Sal looked pained. “Actually, I had to leave that behind.” He shook his head ruefully. “Hated to, but I had all I could carry.”

Marchey knew what he was supposed to ask, and obliged his old friend. “What did you take, then?”

Sal shrugged his thin shoulders. “Oh, just everything MedArm needed to start turning out more Bergmann Surgeons.”

It took Marchey several seconds to get his mind around that. “You’re joking, right?”

“I wish I were.” Sal’s face was utterly serious now.

“I don’t get it. You’re saying MedArm wanted to take over the program and start making more of us. Aside from the fact that they allowed the Institute to be largely autonomous, I thought they had decided we were—how was it they put it?”

“Unworkable,” Ludmilla put in. “ ‘An intriguing but unworkable dead end.’ ” A sardonic chuckle escaped her. “How could we argue? If there is one thing flat-butt bureaucrats should know, is dead end.”

“So why the sudden change?” He shook his head. “It doesn’t make any sense.”

Sal shrugged. “I can’t say for sure, Gory. There’ve been a lot of changes in MedArm over the last few years, not many of them for the better as far as I can see. A lot of new faces in key positions, and damn few of them with any sort of medical background. Real sweethearts, some of them.”

“I think I met one of them when I tried to call you earlier today. A man named Schnaubel. He was sitting at your desk like he owned it. Pleasant fellow. All the warmth and charm of an ice-covered proctoscope. He seems to be looking forward to your return.”

Sal nodded. “I imagine he does, and I sure hope he has to get used to disappointment.” He hesitated, biting his lip. Ludmilla gave him a reassuring squeeze, whispering something in his ear. He nodded, then stood up straight, like a man facing a firing squad.

“I took them by surprise, Gory.
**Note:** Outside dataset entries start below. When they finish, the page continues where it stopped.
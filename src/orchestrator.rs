//! Pipeline orchestrator for Distill.
//!
//! Runs one session from content fetch to rendered output.

use crate::compose::Composer;
use crate::config::{Prompts, Settings};
use crate::error::{DistillError, Result};
use crate::generation::{AnthropicGenerator, Backend, GenerationRequest, Generator, OpenAiGenerator};
use crate::http::create_client;
use crate::render::{render, RenderedOutput};
use crate::session::Session;
use crate::source::{detect_kind, ContentSource, PageSource, SourceKind, VideoSource};
use serde::Serialize;
use std::sync::Arc;
use tracing::{info, info_span, Instrument};
use uuid::Uuid;

/// Progress reported while a run moves through the pipeline.
#[derive(Debug, Clone)]
pub enum Stage {
    Fetching(SourceKind),
    Fetched(ContentPreview),
    Composing,
    Generating { backend: Backend, model: String },
    Rendering,
}

impl std::fmt::Display for Stage {
    fn fmt(&self, f: &mut std::fmt::Formatter<'_>) -> std::fmt::Result {
        match self {
            Stage::Fetching(SourceKind::Video) => write!(f, "Fetching transcript..."),
            Stage::Fetching(SourceKind::Page) => write!(f, "Fetching page..."),
            Stage::Fetched(preview) => write!(
                f,
                "Fetched {}",
                preview.title.as_deref().unwrap_or("content")
            ),
            Stage::Composing => write!(f, "Composing instruction..."),
            Stage::Generating { backend, model } => {
                write!(f, "Generating with {} ({})...", backend.display_name(), model)
            }
            Stage::Rendering => write!(f, "Rendering output..."),
        }
    }
}

/// What was fetched, minus the text itself.
#[derive(Debug, Clone, Serialize)]
pub struct ContentPreview {
    pub kind: SourceKind,
    pub title: Option<String>,
    pub preview_image_url: Option<String>,
    pub chars: usize,
}

/// Result of a completed run.
#[derive(Debug, Serialize)]
pub struct RunOutcome {
    pub run_id: Uuid,
    pub content: ContentPreview,
    pub backend: Backend,
    pub model: String,
    pub instruction_chars: usize,
    pub rendered: RenderedOutput,
}

/// The main orchestrator for the Distill pipeline.
pub struct Orchestrator {
    settings: Settings,
    composer: Composer,
    sources: Vec<Arc<dyn ContentSource>>,
    generators: Vec<Arc<dyn Generator>>,
}

impl Orchestrator {
    /// Create a new orchestrator with the configured sources and backends.
    pub fn new(settings: Settings) -> Result<Self> {
        let prompts = Prompts::load(
            settings.prompts.custom_dir.as_deref(),
            Some(&settings.prompts.variables),
        )?;
        let composer = Composer::new(prompts, settings.prompts.length_hint);

        let client = create_client(&settings)?;

        let sources: Vec<Arc<dyn ContentSource>> = vec![
            Arc::new(VideoSource::with_config(
                client.clone(),
                &settings.video.yt_dlp_path,
                settings.video.languages.clone(),
            )),
            Arc::new(PageSource::new(client.clone())),
        ];

        let generators: Vec<Arc<dyn Generator>> = vec![
            Arc::new(AnthropicGenerator::new(
                client.clone(),
                &settings.generation.anthropic_base_url,
            )),
            Arc::new(OpenAiGenerator::new(client, &settings.generation.openai_base_url)),
        ];

        Ok(Self::with_components(settings, composer, sources, generators))
    }

    /// Create an orchestrator with custom components.
    pub fn with_components(
        settings: Settings,
        composer: Composer,
        sources: Vec<Arc<dyn ContentSource>>,
        generators: Vec<Arc<dyn Generator>>,
    ) -> Self {
        Self {
            settings,
            composer,
            sources,
            generators,
        }
    }

    /// Get the settings.
    pub fn settings(&self) -> &Settings {
        &self.settings
    }

    fn source_for(&self, kind: SourceKind) -> Result<&Arc<dyn ContentSource>> {
        self.sources
            .iter()
            .find(|s| s.kind() == kind)
            .ok_or_else(|| DistillError::Config(format!("No {} source configured", kind)))
    }

    fn generator_for(&self, backend: Backend) -> Result<&Arc<dyn Generator>> {
        self.generators
            .iter()
            .find(|g| g.backend() == backend)
            .ok_or_else(|| DistillError::Config(format!("No {} backend configured", backend)))
    }

    /// Work out which source handles this session's locator.
    fn resolve_source(&self, session: &Session) -> Result<&Arc<dyn ContentSource>> {
        let locator = session.locator.trim();
        let kind = session.source.or_else(|| detect_kind(locator)).ok_or_else(|| {
            DistillError::InvalidInput(format!(
                "Not a YouTube video or http(s) page: {}",
                locator
            ))
        })?;

        let source = self.source_for(kind)?;
        if !source.can_handle(locator) {
            return Err(DistillError::InvalidInput(format!(
                "Not a {} locator: {}",
                kind, locator
            )));
        }
        Ok(source)
    }

    /// Run one session through fetch, compose, generate and render.
    ///
    /// Stages run strictly in order and the first failure ends the run. Input
    /// problems and a missing credential are reported before any network call.
    /// A diagram that cannot be drawn is not an error here: it comes back as
    /// `RenderedOutput::ChartFailed` with the raw text.
    pub async fn run<F>(&self, session: &Session, on_stage: F) -> Result<RunOutcome>
    where
        F: Fn(&Stage) + Send + Sync,
    {
        let run_id = Uuid::new_v4();
        let span = info_span!("run", %run_id, mode = %session.mode, template = %session.template);
        self.run_inner(run_id, session, on_stage).instrument(span).await
    }

    async fn run_inner<F>(&self, run_id: Uuid, session: &Session, on_stage: F) -> Result<RunOutcome>
    where
        F: Fn(&Stage) + Send + Sync,
    {
        session.validate(&self.settings)?;

        let backend = session.backend(&self.settings);
        let credential = session.credential.clone().ok_or_else(|| {
            DistillError::MissingCredential(
                backend.display_name().to_string(),
                backend.env_var().to_string(),
            )
        })?;
        let generator = self.generator_for(backend)?;
        let source = self.resolve_source(session)?;
        let model = session.model(&self.settings);
        let max_tokens = session.max_tokens(&self.settings);

        on_stage(&Stage::Fetching(source.kind()));
        let fetched = source.fetch(session.locator.trim()).await?;
        let content = ContentPreview {
            kind: source.kind(),
            title: fetched.title.clone(),
            preview_image_url: fetched.preview_image_url.clone(),
            chars: fetched.text.len(),
        };
        info!("Fetched {} chars of {} content", content.chars, content.kind);
        on_stage(&Stage::Fetched(content.clone()));

        on_stage(&Stage::Composing);
        let instruction = self.composer.compose(
            &fetched.text,
            session.template,
            session.custom_prompt.as_deref(),
            session.mode,
            max_tokens,
        )?;
        let instruction_chars = instruction.len();

        on_stage(&Stage::Generating {
            backend,
            model: model.clone(),
        });
        let request = GenerationRequest {
            instruction,
            credential,
            max_tokens,
            model: model.clone(),
        };
        let text = generator.generate(&request).await?;

        on_stage(&Stage::Rendering);
        let rendered = render(&text, session.mode);
        info!("Run complete");

        Ok(RunOutcome {
            run_id,
            content,
            backend,
            model,
            instruction_chars,
            rendered,
        })
    }
}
Not because I was clever or anything like that. They just didn’t expect me to do anything.” He spread his hand in a helpless gesture, looking Marchey in the eye, appealing to him to understand.

“I haven’t been much more than a figurehead in charge of an empty shell for a long time now. It’s been years since I’ve had anything to do with scheduling or itinerary. MedArm took that over, and I couldn’t do one damn thing to stop them. About four years ago I went to them, trying to arrange a convocation for all of you. I figured it would do you good to get together again. It has always killed me to see all of you so isolated, so alone.”